Setting the foundation for analytical computation discussions
We submit our job, wait, and we get an answer. Everything is great when we are discovering and developing. When you are trying to scale frequency, size, response time, and (or) quantity, you probably want faster run times. Faster also opens doors to more methods and approaches. In my experience, faster breeds creativity! To kick this blog off, I want to break faster down into types (and a few subtypes). Future posts can refer back to this post, as well as dive deeper into them. For the time being, let’s take data size and IO speed out of the conversation.
A quick lingo check
- Session - the invocation of the software system you are using. In batch processing, this is tied to job submission rather than interacting with an application iteratively.
- Jobs - the full set of code you are submitting for execution
- Steps - the individual commands in the code that request computation and wait before proceeding
- Process - the action level of the runtime engine you are using. Sometimes congruent to the step level but frequently a software system (Python, R, SAS, various packages within these, etc.) breaks down user-submitted steps into sub-levels of action, which may or may not be directed by user input.
- Thread - the execution sequence of instructions submitted to a processor
Types of Computing
- Single-Threaded: process running on a single thread
- Sequential Single-Threaded: processes running on a single thread, sequentially
- Concurrency processes running independently either sequentially, at the same time, or with a processor switching between them
- Parallelization: Splitting a process into processes that run in parallel
- Multi-Threading: Spreading a process over multiple threads = multi-threaded
- Distributed Computing: Spreading a process over multiple threads and machines
Single-Threaded
Some processes run on a single thread by design or constraint. At this core level of execution, generating faster run times may be achieved with faster processors, less competition for computing resources, faster IO, and concurrency.
Sequential Single-Threaded
When a process runs on multiple subsets of data (states, patients, companies, etc.) it may execute on this one-at-a-time.
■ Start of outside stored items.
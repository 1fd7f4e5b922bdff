use std::sync::{Arc, PoisonError, RwLock, RwLockReadGuard, RwLockWriteGuard};
use std::time::Duration;

use sitegate_domain::PermissionMatrix;
use tokio::sync::watch;

use crate::{PermissionMatrixLoader, TtlCache};

mod checks;
mod loading;


/// Default lifetime of a cached permission matrix.
pub const DEFAULT_PERMISSIONS_CACHE_TTL: Duration = Duration::from_millis(300_000);

/// Default cache key of the permission matrix.
pub const DEFAULT_PERMISSIONS_CACHE_KEY: &str = "permissions:matrix";

/// Tunables of [`PermissionService`].
#[derive(Debug, Clone, PartialEq, Eq)]
pub struct PermissionServiceConfig {
    /// Cache key the compiled matrix is stored under.
    pub cache_key: String,
    /// Lifetime of the cached matrix.
    pub cache_ttl: Duration,
}

impl Default for PermissionServiceConfig {
    fn default() -> Self {
        Self {
            cache_key: DEFAULT_PERMISSIONS_CACHE_KEY.to_owned(),
            cache_ttl: DEFAULT_PERMISSIONS_CACHE_TTL,
        }
    }
}

/// Result of handing a document to [`PermissionService::load_permissions`].
#[derive(Debug, Clone, PartialEq, Eq)]
pub struct PermissionLoadOutcome {
    /// Whether the document compiled and was installed.
    pub success: bool,
    /// Validation errors; empty on success.
    pub errors: Vec<String>,
}

/// Observable lifecycle of the permission matrix.
#[derive(Debug, Clone, Copy, PartialEq, Eq)]
pub enum PermissionLoadState {
    /// Nothing loaded and no load running.
    NotLoaded,
    /// A load is running.
    Loading,
    /// A matrix is installed.
    Loaded,
}

#[derive(Default)]
struct MatrixSlot {
    generation: u64,
    matrix: Option<Arc<PermissionMatrix>>,
    in_flight: Option<watch::Receiver<Option<bool>>>,
}

/// Decides whether an authenticated user may perform an action at a site.
///
/// Every check denies until a matrix is loaded. Loads are single-flight and a
/// [`PermissionService::reset`] discards any load still running.
pub struct PermissionService {
    loader: PermissionMatrixLoader,
    cache: Arc<dyn TtlCache<Arc<PermissionMatrix>>>,
    config: PermissionServiceConfig,
    slot: RwLock<MatrixSlot>,
}

impl PermissionService {
    /// Creates an unloaded permission service.
    #[must_use]
    pub fn new(
        loader: PermissionMatrixLoader,
        cache: Arc<dyn TtlCache<Arc<PermissionMatrix>>>,
        config: PermissionServiceConfig,
    ) -> Self {
        Self {
            loader,
            cache,
            config,
            slot: RwLock::new(MatrixSlot::default()),
        }
    }

    /// Returns the current load state.
    #[must_use]
    pub fn load_state(&self) -> PermissionLoadState {
        let slot = self.read_slot();
        if slot.matrix.is_some() {
            PermissionLoadState::Loaded
        } else if slot
            .in_flight
            .as_ref()
            .is_some_and(|receiver| receiver.has_changed().is_ok())
        {
            PermissionLoadState::Loading
        } else {
            PermissionLoadState::NotLoaded
        }
    }

    /// Returns whether a matrix is installed.
    #[must_use]
    pub fn is_loaded(&self) -> bool {
        self.read_slot().matrix.is_some()
    }

    /// Returns the installed matrix.
    #[must_use]
    pub fn matrix(&self) -> Option<Arc<PermissionMatrix>> {
        self.read_slot().matrix.clone()
    }

    fn read_slot(&self) -> RwLockReadGuard<'_, MatrixSlot> {
        self.slot.read().unwrap_or_else(PoisonError::into_inner)
    }

    fn write_slot(&self) -> RwLockWriteGuard<'_, MatrixSlot> {
        self.slot.write().unwrap_or_else(PoisonError::into_inner)
    }
}
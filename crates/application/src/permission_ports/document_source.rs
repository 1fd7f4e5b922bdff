use async_trait::async_trait;
use serde_json::Value;
use sitegate_core::AppResult;

/// Source port for the stored permission document.
#[async_trait]
pub trait PermissionDocumentSource: Send + Sync {
    /// Fetches the raw document in its typed-value wire form
    /// (`{"fields": {...}}`).
    async fn fetch_permission_document(&self) -> AppResult<Value>;
}
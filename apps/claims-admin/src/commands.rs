use std::sync::Arc;

use serde::Serialize;
use sitegate_application::{
    AuthorizationFrontDoor, ClaimsSyncService, IdentityProvider, PermissionMatrixLoader,
    PermissionService, PermissionServiceConfig, SessionState, SiteAdminAssignment, SyncMode,
};
use sitegate_core::{AppError, AppResult, IdentitySelector};
use sitegate_domain::{AuthenticatedUser, PermissionMatrix};
use sitegate_infrastructure::{
    IdentityToolkitConfig, IdentityToolkitProvider, InMemoryTtlCache,
    PostgresClaimsMirrorRepository, PostgresPermissionDocumentSource, PostgresProfileRepository,
    PostgresSiteDirectory,
};
use sqlx::PgPool;
use sqlx::postgres::PgPoolOptions;
use tracing::{info, warn};

use crate::config::ClaimsAdminConfig;
use crate::input::read_assignments;
use crate::{AssignSiteAdminsArgs, CheckArgs, Cli, Command};

struct Runtime {
    pool: PgPool,
    identity_provider: Arc<dyn IdentityProvider>,
    config: ClaimsAdminConfig,
}

impl Runtime {
    async fn connect(project_id: Option<String>) -> AppResult<Self> {
        let project_id = project_id
            .map(|value| value.trim().to_owned())
            .filter(|value| !value.is_empty())
            .ok_or_else(|| {
                AppError::Validation(
                    "--project-id (or IDENTITY_PROJECT_ID) is required".to_owned(),
                )
            })?;
        let config = ClaimsAdminConfig::load()?;

        let pool = PgPoolOptions::new()
            .max_connections(2)
            .connect(config.database_url.as_str())
            .await
            .map_err(|error| {
                AppError::Internal(format!("failed to connect to database: {error}"))
            })?;

        let identity_provider = Arc::new(IdentityToolkitProvider::new(IdentityToolkitConfig {
            base_url: config.identity_api_base_url.clone(),
            project_id: project_id.clone(),
            access_token: config.identity_access_token.clone(),
            timeout: config.identity_http_timeout,
        })?);

        info!(
            project_id = %project_id,
            identity_api_base_url = %config.identity_api_base_url,
            "sitegate-claims connected"
        );

        Ok(Self {
            pool,
            identity_provider,
            config,
        })
    }

    fn claims_sync_service(&self) -> ClaimsSyncService {
        ClaimsSyncService::new(
            Arc::clone(&self.identity_provider),
            Arc::new(PostgresProfileRepository::new(self.pool.clone())),
            Arc::new(PostgresClaimsMirrorRepository::new(self.pool.clone())),
            Arc::new(PostgresSiteDirectory::new(self.pool.clone())),
        )
    }

    fn permission_service(&self) -> PermissionService {
        PermissionService::new(
            PermissionMatrixLoader::new(Arc::new(PostgresPermissionDocumentSource::new(
                self.pool.clone(),
            ))),
            Arc::new(InMemoryTtlCache::<Arc<PermissionMatrix>>::new()),
            PermissionServiceConfig {
                cache_ttl: self.config.permissions_cache_ttl,
                ..PermissionServiceConfig::default()
            },
        )
    }
}

pub async fn run(cli: Cli) -> AppResult<()> {
    let runtime = Runtime::connect(cli.project_id).await?;

    match cli.command {
        Command::GrantSuperAdmin { identity, apply } => {
            let change_set = runtime
                .claims_sync_service()
                .grant_super_admin(&identity.selector()?, sync_mode(apply))
                .await?;
            print_json(&change_set)
        }
        Command::RevokeSuperAdmin { identity, apply } => {
            let change_set = runtime
                .claims_sync_service()
                .revoke_super_admin(&identity.selector()?, sync_mode(apply))
                .await?;
            print_json(&change_set)
        }
        Command::RebuildClaims { identity, apply } => {
            let change_set = runtime
                .claims_sync_service()
                .rebuild_custom_claims(&identity.selector()?, sync_mode(apply))
                .await?;
            print_json(&change_set)
        }
        Command::AssignSiteAdmins(args) => {
            let apply = args.apply;
            let assignments = site_admin_assignments(args)?;
            let change_sets = runtime
                .claims_sync_service()
                .assign_site_admins(&assignments, sync_mode(apply))
                .await?;
            print_json(&change_sets)
        }
        Command::Inspect { identity } => {
            let report = runtime
                .claims_sync_service()
                .inspect(&identity.selector()?)
                .await?;
            if report.has_drift() {
                warn!(uid = %report.uid, "claims drift detected");
            }
            print_json(&report)
        }
        Command::Check(args) => run_check(&runtime, args).await,
    }
}

async fn run_check(runtime: &Runtime, args: CheckArgs) -> AppResult<()> {
    let selector = args.identity.selector()?;
    let identity = runtime.identity_provider.resolve_identity(&selector).await?;
    let claims = runtime.identity_provider.custom_claims(identity.uid()).await?;
    let user = AuthenticatedUser::from_claims(identity.uid(), &claims);

    let front_door = AuthorizationFrontDoor::new(
        Arc::new(runtime.permission_service()),
        SessionState::signed_in(user, true),
    )
    .await;
    if !front_door.permissions_loaded() {
        warn!("permission matrix is unavailable; every check denies");
    }

    let allowed = front_door.can(
        Some(args.site.as_str()),
        args.resource.as_str(),
        args.action.as_str(),
        args.sub_resource.as_deref(),
    );
    println!("{}", if allowed { "allow" } else { "deny" });
    Ok(())
}

fn site_admin_assignments(args: AssignSiteAdminsArgs) -> AppResult<Vec<SiteAdminAssignment>> {
    if let Some(path) = args.input {
        return read_assignments(&path);
    }

    if args.sites.is_empty() {
        return Err(AppError::Validation(
            "pass at least one --site or an --input file".to_owned(),
        ));
    }

    Ok(vec![SiteAdminAssignment {
        identity: IdentitySelector::from_parts(args.uid, args.email)?,
        site_names: args.sites,
    }])
}

fn sync_mode(apply: bool) -> SyncMode {
    if apply {
        SyncMode::Apply
    } else {
        SyncMode::DryRun
    }
}

fn print_json<T: Serialize>(value: &T) -> AppResult<()> {
    let rendered = serde_json::to_string_pretty(value)
        .map_err(|error| AppError::Internal(format!("failed to render output: {error}")))?;
    println!("{rendered}");
    Ok(())
}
Loading all data to memory to kickoff this single process can optimize runtime. This type of execution is essential because the size of data may require manually running the subsets separately on the system you are executing on.
Concurrency
On the computing side, processors can divide independent work and even switch between them to optimize subtask like data loading. A processor executes part of a process where data is available while another independent task is waiting on data to load. Modern processors are very efficient at context switching like this and even employ things like hyper-threading to manage multiple channels of information into a processor. While not true parallelization (covered in the next section), this is the efficient management of independent instructions by a processor.
Parallelization
Parallelization involves programmatically instructing sequential computations to compute at the same time. It is essential to consider the computation time for the individual processes as this method can only be as fast as its slowest single-threaded process. Design your code to create parallel processes and manage them before continuing to further steps. This method works in a scaled-up environment (hardware with more cores) and a scaled-out environment (more hardware). This method can also overlap related sequential processes through pipelining - where one process’s output feeds another process’s input dynamically. It is also beneficial to consider using a load balancer to manage the individual processes in a scaled-out environment.
Multi-threading
Some processes fully or partially work multi-threaded, where multiple cores on a single machine can simultaneously work on the same process. Many algorithms are improved to take advantage of multi-threading and concurrency. Sometimes, the process is only optimized to handle parallelization opportunities via multi-threading. I suggest checking your software systems for updates to existing procedure steps or new replacement procedure steps that are capable of multi-threading. A vital system consideration is that there may be a constraint on any running job to work on a sub-capacity of the total system, which limits multi-threaded computations. I frequently test my jobs across a range of thread-counts to find a locally optimal value for my process. At the programming level, you should test and consider the impact of multi-threading for your current data and process. Some situations can slow down with more threading as the constraint moves to another part of the computing platform.
Distributed Computing
Distributed computing distributes multi-threading to more than one piece of hardware. The cores of multiple machines simultaneously work on the same process or action. Distribution typically also involves in-memory processing where data gets partitioned such that and subsets of rows are loaded to each machine in a distributed cluster. Depending on the type of process, the threads may work independently and then collect the final answer at the end of processing, or they may simultaneously compute and communicate with each other to create the final answer. One example is calculating a mean: each thread can sum and count a small subset of data, then the collection phase has to sum the sums, sum the counts, divide, and get the overall mean. Another example is calculating a median: each thread needs to communicate with the other threads to compare values and ranges before estimating the actual median across all the rows of the full data.